---------- Extracted records ----------

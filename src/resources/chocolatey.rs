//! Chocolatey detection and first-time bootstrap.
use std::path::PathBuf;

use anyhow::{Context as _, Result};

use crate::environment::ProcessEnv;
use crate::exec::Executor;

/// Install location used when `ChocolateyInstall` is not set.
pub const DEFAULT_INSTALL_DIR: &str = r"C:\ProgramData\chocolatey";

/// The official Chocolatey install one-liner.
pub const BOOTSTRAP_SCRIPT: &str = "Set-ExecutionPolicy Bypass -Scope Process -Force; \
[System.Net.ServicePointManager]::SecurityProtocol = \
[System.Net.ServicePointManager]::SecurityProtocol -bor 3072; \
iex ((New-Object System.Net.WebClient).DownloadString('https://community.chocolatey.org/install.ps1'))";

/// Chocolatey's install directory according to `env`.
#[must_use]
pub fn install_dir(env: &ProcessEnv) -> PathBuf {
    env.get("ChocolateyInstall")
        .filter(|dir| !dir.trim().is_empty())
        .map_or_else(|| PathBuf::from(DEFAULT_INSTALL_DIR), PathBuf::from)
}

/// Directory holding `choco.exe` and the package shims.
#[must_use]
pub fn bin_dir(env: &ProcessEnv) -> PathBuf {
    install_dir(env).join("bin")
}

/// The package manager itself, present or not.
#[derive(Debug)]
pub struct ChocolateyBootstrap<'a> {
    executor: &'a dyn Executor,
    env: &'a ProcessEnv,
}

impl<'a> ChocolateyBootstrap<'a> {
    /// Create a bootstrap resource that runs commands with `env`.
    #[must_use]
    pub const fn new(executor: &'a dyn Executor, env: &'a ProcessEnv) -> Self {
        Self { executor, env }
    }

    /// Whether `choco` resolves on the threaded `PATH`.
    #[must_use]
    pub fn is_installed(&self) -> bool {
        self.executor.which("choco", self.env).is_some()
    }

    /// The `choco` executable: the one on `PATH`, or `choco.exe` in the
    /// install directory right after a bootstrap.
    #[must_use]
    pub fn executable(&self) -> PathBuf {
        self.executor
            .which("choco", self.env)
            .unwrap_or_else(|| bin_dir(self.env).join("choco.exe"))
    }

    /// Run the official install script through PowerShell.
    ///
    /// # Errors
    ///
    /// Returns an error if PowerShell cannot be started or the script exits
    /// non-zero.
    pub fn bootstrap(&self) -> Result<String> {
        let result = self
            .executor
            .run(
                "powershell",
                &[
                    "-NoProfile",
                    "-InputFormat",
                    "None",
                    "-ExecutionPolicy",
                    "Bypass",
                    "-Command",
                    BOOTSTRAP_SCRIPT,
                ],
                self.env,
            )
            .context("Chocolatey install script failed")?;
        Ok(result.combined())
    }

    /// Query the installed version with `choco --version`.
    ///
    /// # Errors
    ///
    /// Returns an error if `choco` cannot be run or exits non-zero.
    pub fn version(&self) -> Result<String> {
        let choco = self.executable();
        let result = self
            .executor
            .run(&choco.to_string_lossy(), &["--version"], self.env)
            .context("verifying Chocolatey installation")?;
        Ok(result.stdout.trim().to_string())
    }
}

----------
---------- Extracted records ----------

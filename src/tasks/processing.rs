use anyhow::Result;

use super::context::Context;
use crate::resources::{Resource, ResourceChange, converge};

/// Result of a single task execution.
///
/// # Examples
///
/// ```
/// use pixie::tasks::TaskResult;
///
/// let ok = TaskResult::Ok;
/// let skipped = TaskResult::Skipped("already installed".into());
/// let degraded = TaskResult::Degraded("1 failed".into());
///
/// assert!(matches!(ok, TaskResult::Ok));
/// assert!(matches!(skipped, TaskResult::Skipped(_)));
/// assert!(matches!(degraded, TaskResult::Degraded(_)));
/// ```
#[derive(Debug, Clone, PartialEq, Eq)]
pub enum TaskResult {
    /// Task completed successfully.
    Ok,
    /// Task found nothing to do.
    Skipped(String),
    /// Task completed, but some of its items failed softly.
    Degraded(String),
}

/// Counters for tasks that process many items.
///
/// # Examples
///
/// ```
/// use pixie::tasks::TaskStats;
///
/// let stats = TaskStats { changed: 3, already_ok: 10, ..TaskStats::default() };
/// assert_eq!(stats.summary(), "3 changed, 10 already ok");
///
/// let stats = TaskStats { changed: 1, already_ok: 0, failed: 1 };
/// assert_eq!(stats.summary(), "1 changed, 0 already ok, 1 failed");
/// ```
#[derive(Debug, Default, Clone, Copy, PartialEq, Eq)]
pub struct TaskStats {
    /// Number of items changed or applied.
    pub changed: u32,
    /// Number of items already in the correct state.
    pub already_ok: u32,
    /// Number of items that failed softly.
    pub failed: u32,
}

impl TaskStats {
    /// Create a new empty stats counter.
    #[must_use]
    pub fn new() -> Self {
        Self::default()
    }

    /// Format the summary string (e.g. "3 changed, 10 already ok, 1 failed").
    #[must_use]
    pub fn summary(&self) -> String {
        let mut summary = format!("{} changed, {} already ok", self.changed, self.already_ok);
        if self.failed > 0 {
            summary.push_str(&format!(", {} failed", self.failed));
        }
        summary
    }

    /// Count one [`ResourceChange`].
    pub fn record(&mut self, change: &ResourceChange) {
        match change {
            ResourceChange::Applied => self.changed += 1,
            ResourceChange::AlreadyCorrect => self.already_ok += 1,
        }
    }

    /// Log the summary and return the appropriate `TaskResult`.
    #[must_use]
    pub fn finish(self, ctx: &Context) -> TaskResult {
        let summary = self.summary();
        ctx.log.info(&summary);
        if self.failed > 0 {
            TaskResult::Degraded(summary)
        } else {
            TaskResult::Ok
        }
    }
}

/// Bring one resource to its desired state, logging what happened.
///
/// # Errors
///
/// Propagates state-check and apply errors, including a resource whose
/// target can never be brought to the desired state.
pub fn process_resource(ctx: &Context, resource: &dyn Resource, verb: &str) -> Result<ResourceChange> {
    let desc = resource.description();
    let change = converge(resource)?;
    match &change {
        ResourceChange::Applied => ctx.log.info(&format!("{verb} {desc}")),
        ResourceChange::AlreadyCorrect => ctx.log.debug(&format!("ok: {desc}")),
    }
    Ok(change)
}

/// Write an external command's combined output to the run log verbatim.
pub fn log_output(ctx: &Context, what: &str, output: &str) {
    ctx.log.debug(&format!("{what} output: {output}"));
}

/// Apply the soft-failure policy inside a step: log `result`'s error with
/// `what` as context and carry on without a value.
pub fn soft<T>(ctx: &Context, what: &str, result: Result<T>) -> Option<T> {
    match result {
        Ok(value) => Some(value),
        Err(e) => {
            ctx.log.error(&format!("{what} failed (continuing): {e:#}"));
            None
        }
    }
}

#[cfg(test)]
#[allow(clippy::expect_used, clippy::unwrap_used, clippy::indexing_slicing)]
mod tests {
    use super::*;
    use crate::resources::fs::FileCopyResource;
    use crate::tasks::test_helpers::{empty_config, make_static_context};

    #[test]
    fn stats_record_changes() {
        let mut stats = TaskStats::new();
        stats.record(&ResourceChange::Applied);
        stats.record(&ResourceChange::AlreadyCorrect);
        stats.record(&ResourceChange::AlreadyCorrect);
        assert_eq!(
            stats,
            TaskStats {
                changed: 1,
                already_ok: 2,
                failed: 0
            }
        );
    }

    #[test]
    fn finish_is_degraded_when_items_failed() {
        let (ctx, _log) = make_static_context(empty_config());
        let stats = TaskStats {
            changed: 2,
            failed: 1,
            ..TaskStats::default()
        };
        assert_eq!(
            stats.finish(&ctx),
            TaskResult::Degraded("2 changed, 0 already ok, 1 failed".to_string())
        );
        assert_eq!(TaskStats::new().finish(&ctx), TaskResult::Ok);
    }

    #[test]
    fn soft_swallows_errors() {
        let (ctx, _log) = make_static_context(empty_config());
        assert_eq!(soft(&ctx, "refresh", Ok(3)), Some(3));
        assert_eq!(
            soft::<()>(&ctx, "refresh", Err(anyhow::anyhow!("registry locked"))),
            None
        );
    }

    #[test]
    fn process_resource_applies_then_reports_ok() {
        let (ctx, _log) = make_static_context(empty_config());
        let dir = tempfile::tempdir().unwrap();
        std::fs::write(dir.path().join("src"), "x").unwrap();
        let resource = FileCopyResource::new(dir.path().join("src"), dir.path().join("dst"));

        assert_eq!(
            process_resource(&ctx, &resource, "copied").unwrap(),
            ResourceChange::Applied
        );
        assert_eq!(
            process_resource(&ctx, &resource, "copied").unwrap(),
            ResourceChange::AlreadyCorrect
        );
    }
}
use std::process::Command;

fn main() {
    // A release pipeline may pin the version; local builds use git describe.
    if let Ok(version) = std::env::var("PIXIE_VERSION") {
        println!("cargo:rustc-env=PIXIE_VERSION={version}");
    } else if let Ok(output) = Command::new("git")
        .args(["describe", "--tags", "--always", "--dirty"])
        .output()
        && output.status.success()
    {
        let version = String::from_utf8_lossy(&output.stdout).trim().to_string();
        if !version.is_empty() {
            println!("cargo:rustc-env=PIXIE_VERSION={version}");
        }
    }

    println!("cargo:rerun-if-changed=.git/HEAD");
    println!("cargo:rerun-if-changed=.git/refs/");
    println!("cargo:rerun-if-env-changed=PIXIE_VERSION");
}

----------
---------- Extracted records ----------

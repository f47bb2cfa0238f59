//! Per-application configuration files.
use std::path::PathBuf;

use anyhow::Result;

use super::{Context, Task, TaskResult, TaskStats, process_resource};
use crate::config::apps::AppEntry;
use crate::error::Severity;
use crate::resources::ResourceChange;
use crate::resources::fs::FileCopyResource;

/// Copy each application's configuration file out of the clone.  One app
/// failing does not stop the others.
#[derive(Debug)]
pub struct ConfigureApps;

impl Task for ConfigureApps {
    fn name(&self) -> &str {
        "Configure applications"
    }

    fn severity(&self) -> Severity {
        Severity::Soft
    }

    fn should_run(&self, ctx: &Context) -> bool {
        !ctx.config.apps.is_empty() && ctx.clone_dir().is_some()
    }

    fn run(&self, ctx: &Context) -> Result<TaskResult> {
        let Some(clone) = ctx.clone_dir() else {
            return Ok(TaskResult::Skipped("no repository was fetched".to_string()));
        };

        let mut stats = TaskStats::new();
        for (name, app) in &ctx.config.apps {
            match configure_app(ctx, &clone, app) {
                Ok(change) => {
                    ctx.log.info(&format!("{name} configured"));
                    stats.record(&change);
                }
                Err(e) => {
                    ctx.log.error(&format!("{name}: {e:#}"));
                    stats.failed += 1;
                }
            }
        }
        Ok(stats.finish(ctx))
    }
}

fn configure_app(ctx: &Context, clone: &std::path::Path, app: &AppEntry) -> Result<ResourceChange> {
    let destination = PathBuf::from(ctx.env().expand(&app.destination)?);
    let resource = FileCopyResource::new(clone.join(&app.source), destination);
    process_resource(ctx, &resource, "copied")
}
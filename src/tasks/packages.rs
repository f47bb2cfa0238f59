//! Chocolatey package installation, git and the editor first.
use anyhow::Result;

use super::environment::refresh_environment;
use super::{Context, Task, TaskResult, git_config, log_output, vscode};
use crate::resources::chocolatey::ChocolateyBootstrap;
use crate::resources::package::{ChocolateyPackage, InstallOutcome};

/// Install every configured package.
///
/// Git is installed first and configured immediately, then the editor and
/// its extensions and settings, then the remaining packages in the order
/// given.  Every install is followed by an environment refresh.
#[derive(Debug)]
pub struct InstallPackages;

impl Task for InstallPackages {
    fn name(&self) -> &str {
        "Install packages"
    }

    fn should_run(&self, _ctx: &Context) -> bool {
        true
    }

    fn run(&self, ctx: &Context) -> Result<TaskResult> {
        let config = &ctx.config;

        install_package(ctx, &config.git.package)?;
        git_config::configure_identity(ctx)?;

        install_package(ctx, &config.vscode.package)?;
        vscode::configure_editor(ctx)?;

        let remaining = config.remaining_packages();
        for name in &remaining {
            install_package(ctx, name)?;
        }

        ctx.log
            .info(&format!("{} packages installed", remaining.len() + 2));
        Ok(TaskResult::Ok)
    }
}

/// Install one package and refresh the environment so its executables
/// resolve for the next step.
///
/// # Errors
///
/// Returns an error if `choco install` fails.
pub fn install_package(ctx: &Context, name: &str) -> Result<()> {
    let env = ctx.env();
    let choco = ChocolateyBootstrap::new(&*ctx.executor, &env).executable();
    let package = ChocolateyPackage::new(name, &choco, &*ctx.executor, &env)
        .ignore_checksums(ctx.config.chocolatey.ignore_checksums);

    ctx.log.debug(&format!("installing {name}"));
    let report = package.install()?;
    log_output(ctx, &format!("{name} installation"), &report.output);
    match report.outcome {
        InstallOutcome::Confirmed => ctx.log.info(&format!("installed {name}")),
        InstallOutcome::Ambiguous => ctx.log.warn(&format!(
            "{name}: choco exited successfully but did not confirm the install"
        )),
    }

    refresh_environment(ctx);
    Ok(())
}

----------

- [Task item] Reproduce exactly the section above that begins at the line containing "filename src/resources/chocolatey.rs" and ends at the line containing "use crate::exec::Executor;", leaving out all other lines.

- [Completed exercise]
filename src/resources/chocolatey.rs
//! Chocolatey detection and first-time bootstrap.
use std::path::PathBuf;

use anyhow::{Context as _, Result};

use crate::environment::ProcessEnv;
use crate::exec::Executor;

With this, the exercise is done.